Fortune's rocks_ a novel - Anita Shreve [140]
Despite Tucker’s warning, Olympia is shocked, not so much by the question itself as by the notion that she could ever have had such a relationship with anyone but Haskell. “No,” she answers vehemently. “No possibility whatsoever.”
“Good,” he says, and he looks genuinely relieved. “That is fine. Did you then contact John Haskell to tell him of the news?”
“No.”
“Tell me what happened on the day you were delivered of the child?”
“I am not sure what happened. I had been given laudanum toward the end of my confinement, and it made me sleepy, so that when I woke from the ordeal, the child had already been taken from me.”
“But you saw the child.”
“Yes.”
“And you knew it was a boy.”
“I was told it was a boy.”
“You had a physician with you? Or a midwife?”
“A physician. Dr. Ulysses Branch of Newbury Street in Boston.”
“Was it he who took the child from you?”
“I do not know. I assume whoever it was did so at the request of my father, since he had once or twice referred to ‘arrangements’ that had been made. Though he never spoke directly to me, either then or later, about what had been done with the child.”
“Did you ever ask him outright?”
“No,” she says. “I did not.” And it strikes Olympia as odd now that she did not. How was it that she accepted her fate so willingly?
“Your father left your house that night?”
“No, he did not.”
“Then he must have given the child to someone else?”
“Yes. I do not know precisely to whom he gave the child. But I have reason to believe the baby shortly entered the care of John Haskell himself.”
“The reason that I am lingering on the details of the birth is that the issue of how and when the child was taken from you may be important,” he explains.
“Yes, I understand.”
“How was it you came to know of the child’s whereabouts?”
“By accident,” she says. “Soon after I arrived in Fortune’s Rocks — that is, returned to Fortune’s Rocks, this July — I had a visit from an old friend of my father’s, Rufus Philbrick — ”
“Yes, I know the man,” Tucker says, interrupting her.
“During this visit, he inadvertently let slip about the child’s being in the Saint Andre orphanage.”
“And how would he have known this?”
“He is a member of the board of directors,” she says. “The next day I went to Saint Andre’s and spoke to a nun who I believe is called Mother Marguerite Pelletier.
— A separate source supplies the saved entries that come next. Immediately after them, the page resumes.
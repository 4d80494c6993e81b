//! Assembles the notification document from a commit record.

use chrono::SecondsFormat;
use html_escape::{encode_double_quoted_attribute, encode_text};

use crate::github::{CommitRecord, FileStatus};
use crate::render::RenderedDiff;
use crate::webhook::CommitStub;

const LIST_NAME: &str = "General Commit Notification List";

/// One-letter status code for the changed-files summary.
/// Unrecognized statuses fall back to `D` rather than failing.
pub fn status_letter(status: FileStatus) -> char {
    match status {
        FileStatus::Modified => 'M',
        FileStatus::Added => 'A',
        FileStatus::Removed | FileStatus::Other => 'D',
    }
}

/// Email subject, derived from the push payload before the full record is
/// fetched.
pub fn compose_subject(stub: &CommitStub) -> String {
    let author_name = stub.author.name.as_deref().unwrap_or("Unknown");
    format!("'{author_name}' via {LIST_NAME}")
}

fn changed_paths(record: &CommitRecord) -> String {
    record
        .files
        .iter()
        .map(|f| format!("  {} {}", status_letter(f.status), encode_text(&f.filename)))
        .collect::<Vec<_>>()
        .join("\n")
}

fn author_date(record: &CommitRecord) -> String {
    record
        .author_date
        .map(|d| d.to_rfc3339_opts(SecondsFormat::Secs, true))
        .unwrap_or_default()
}

/// Builds the full HTML notification body in the legacy SCM format: header
/// metadata, changed-files summary, commit message, rendered diff, footer.
/// All free-text fields are escaped; none of them is trusted.
pub fn compose_html(record: &CommitRecord, repo_url: &str, diff: &RenderedDiff) -> String {
    let repo_href = encode_double_quoted_attribute(repo_url);
    let repo_text = encode_text(repo_url);
    let commit_href = encode_double_quoted_attribute(&record.html_url);
    let commit_text = encode_text(&record.html_url);
    let branch = encode_text(&record.branch);
    let author_name = encode_text(&record.author_name);
    let author_email = encode_text(&record.author_email);
    let message = encode_text(&record.message);
    let date = author_date(record);
    let short_sha = record.short_sha();
    let paths = changed_paths(record);
    let diff_html = &diff.html;

    format!(
        r#"<html>
<head>
    <style>
        body {{ font-family: Arial, sans-serif; color: #24292e; }}
        .header {{ background-color: #f6f8fa; padding: 15px; border-left: 4px solid #0366d6; margin-bottom: 20px; }}
        .info-section {{ margin: 10px 0; }}
        .label {{ font-weight: bold; color: #586069; }}
        .commit-msg {{ font-style: italic; color: #24292e; padding: 10px; background-color: #f6f8fa; margin: 10px 0; }}
    </style>
</head>
<body>
    <div class="header">
        <h3 style="margin: 0; color: #0366d6;">New Commit Notification</h3>
    </div>

    <div class="info-section">
        <span class="label">Branch:</span> {branch}<br>
        <span class="label">Home:</span> <a href="{repo_href}">{repo_text}</a><br>
        <span class="label">Commit:</span> {short_sha}<br>
        <span style="margin-left: 20px;"><a href="{commit_href}">{commit_text}</a></span><br>
        <span class="label">Author:</span> {author_name} &lt;{author_email}&gt;<br>
        <span class="label">Date:</span> {date}
    </div>

    <div class="info-section">
        <span class="label">Changed paths:</span>
        <pre style="margin: 5px 0; padding: 10px; background-color: #f6f8fa;">{paths}</pre>
    </div>

    <div class="info-section">
        <span class="label">Log Message:</span>
        <div class="commit-msg">
        -----------<br>
        {message}
        </div>
    </div>

    <hr style="border: 1px solid #e1e4e8; margin: 20px 0;">

    <div class="info-section">
        <span class="label">Changes:</span>
        {diff_html}
    </div>

    <hr style="border: 1px solid #e1e4e8; margin: 20px 0;">

    <p style="font-size: 11px; color: #6a737d;">
        To unsubscribe from these emails, change your notification settings at
        <a href="{repo_href}/settings/notifications">{repo_text}/settings/notifications</a>
    </p>
</body>
</html>
"#
    )
}

/// Plain-text alternative carrying the same metadata and message, without
/// the diff.
pub fn compose_plain(record: &CommitRecord, repo_url: &str) -> String {
    let paths = record
        .files
        .iter()
        .map(|f| format!("  {} {}", status_letter(f.status), f.filename))
        .collect::<Vec<_>>()
        .join("\n");

    format!(
        "New commit on branch {branch}\n\
         Home: {repo_url}\n\
         Commit: {short_sha}\n\
         {commit_url}\n\
         Author: {author_name} <{author_email}>\n\
         Date: {date}\n\
         \n\
         Changed paths:\n\
         {paths}\n\
         \n\
         {message}\n",
        branch = record.branch,
        short_sha = record.short_sha(),
        commit_url = record.html_url,
        author_name = record.author_name,
        author_email = record.author_email,
        date = author_date(record),
        message = record.message,
    )
}
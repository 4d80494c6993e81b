pub mod email;
pub mod error;
pub mod github;
pub mod mailer;
pub mod pipeline;
pub mod render;
pub mod utils;
pub mod webhook;

use lettre::message::Mailbox;
use std::env;
use std::sync::Arc;

use crate::error::{NotifierError, Result};

const DEFAULT_SMTP_SERVER: &str = "smtp.gmail.com";
const DEFAULT_SMTP_PORT: u16 = 587;
const DEFAULT_NOTIFY_ADDRESS: &str = "general-git-commit@hotwax.co";
const DEFAULT_LISTEN_PORT: u16 = 5000;

/// Mail transport settings, resolved once at startup.
#[derive(Debug, Clone)]
pub struct SmtpConfig {
    pub server: String,
    pub port: u16,
    pub username: String,
    pub password: String,
    pub from_email: Mailbox,
    pub to_email: Mailbox,
}

/// Full notifier configuration, passed by reference into the components.
/// There is no ambient lookup inside core logic.
#[derive(Debug, Clone)]
pub struct NotifierConfig {
    pub smtp: SmtpConfig,
    pub github_token: Option<String>,
    /// Unset skips webhook signature verification.
    pub webhook_secret: Option<String>,
    pub listen_port: u16,
}

impl NotifierConfig {
    /// Load and validate the configuration from environment variables.
    pub fn from_env() -> Result<Self> {
        let server = env_or("SMTP_SERVER", DEFAULT_SMTP_SERVER);
        let port = env_parsed("SMTP_PORT", DEFAULT_SMTP_PORT)?;
        let username = env_required("SMTP_USERNAME")?;
        let password = env_required("SMTP_PASSWORD")?;
        let from_email = parse_mailbox("FROM_EMAIL", &env_or("FROM_EMAIL", DEFAULT_NOTIFY_ADDRESS))?;
        let to_email = parse_mailbox("TO_EMAIL", &env_or("TO_EMAIL", DEFAULT_NOTIFY_ADDRESS))?;

        Ok(Self {
            smtp: SmtpConfig {
                server,
                port,
                username,
                password,
                from_email,
                to_email,
            },
            github_token: env_opt("GITHUB_TOKEN"),
            webhook_secret: env_opt("WEBHOOK_SECRET"),
            listen_port: env_parsed("PORT", DEFAULT_LISTEN_PORT)?,
        })
    }
}

fn env_or(key: &str, default: &str) -> String {
    env::var(key).unwrap_or_else(|_| default.to_string())
}

fn env_opt(key: &str) -> Option<String> {
    env::var(key).ok().filter(|v| !v.is_empty())
}

fn env_required(key: &str) -> Result<String> {
    env::var(key).map_err(|_| NotifierError::Config(format!("{key} is not set")))
}

fn env_parsed(key: &str, default: u16) -> Result<u16> {
    match env::var(key) {
        Ok(value) => value
            .parse()
            .map_err(|_| NotifierError::Config(format!("{key} is not a valid port: '{value}'"))),
        Err(_) => Ok(default),
    }
}

fn parse_mailbox(key: &str, value: &str) -> Result<Mailbox> {
    value
        .parse()
        .map_err(|e| NotifierError::Config(format!("{key} is not a valid address: {e}")))
}

pub struct AppState {
    pub config: NotifierConfig,
    pub http: reqwest::Client,
}

pub type SharedState = Arc<AppState>;
//! Push-event payload structures

use serde::Deserialize;

/// GitHub push-event webhook payload, reduced to the fields the
/// notification pipeline needs.
#[derive(Debug, Clone, Deserialize)]
pub struct PushEvent {
    #[serde(rename = "ref")]
    pub git_ref: String,
    pub repository: RepositoryRef,
    /// May be empty, e.g. on branch deletion.
    #[serde(default)]
    pub commits: Vec<CommitStub>,
}

#[derive(Debug, Clone, Deserialize)]
pub struct RepositoryRef {
    pub name: String,
    pub owner: RepositoryOwner,
    pub html_url: String,
}

#[derive(Debug, Clone, Deserialize)]
pub struct RepositoryOwner {
    pub login: String,
}

/// Partial commit data present in the push payload. Only used to derive
/// the email subject before the full record is fetched from the API.
#[derive(Debug, Clone, Deserialize)]
pub struct CommitStub {
    pub id: String,
    #[serde(default)]
    pub message: String,
    #[serde(default)]
    pub author: StubAuthor,
}

#[derive(Debug, Clone, Default, Deserialize)]
pub struct StubAuthor {
    pub name: Option<String>,
    pub email: Option<String>,
}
She told me the child had been at the orphanage but had been placed out. She told me the boy’s first name. She would not tell me his last name.”
“But you say the child’s name is” — Tucker consults his notes — “Pierre Francis Haskell.”
“Yes,” Olympia says. “I paid a call on Rufus Philbrick and asked him to find me the boy’s whereabouts. He told me the child’s name had once been — if not still was — Haskell. Later he was able to confirm this.”
“What else did he tell you?”
“He could tell me little else on that particular day, but later he wrote me that the boy’s guardians are Franco-Americans, Albertine and Telesphore Bolduc. They live at one thirty-seven Alfred Street here in Ely Falls and work at the Ely Falls Mill. The boy is three years old, and Rufus Philbrick’s letter said that he was healthy. I have seen the boy, and he appears to be so. That is all I know. Oh, and he was baptized into the Catholic faith.”
“You spoke to the boy.”
“No, I saw him from a distance.”
Tucker removes his spectacles and cleans them with a handkerchief. “Did anything about the boy’s appearance suggest that he was the son of you and John Haskell?”
Olympia knows she will never forget the shock of seeing the boy’s face. “Yes. Definitely. He looks very like his father. I believe anyone would remark upon this resemblance.”
Tucker puts his spectacles back on. “Have you spoken to either Albertine or Telesphore Bolduc?”
“No.”
“Have you told anyone of your desire to reclaim your child?”
“Only Rufus Philbrick.”
“And you say you saw the boy again today?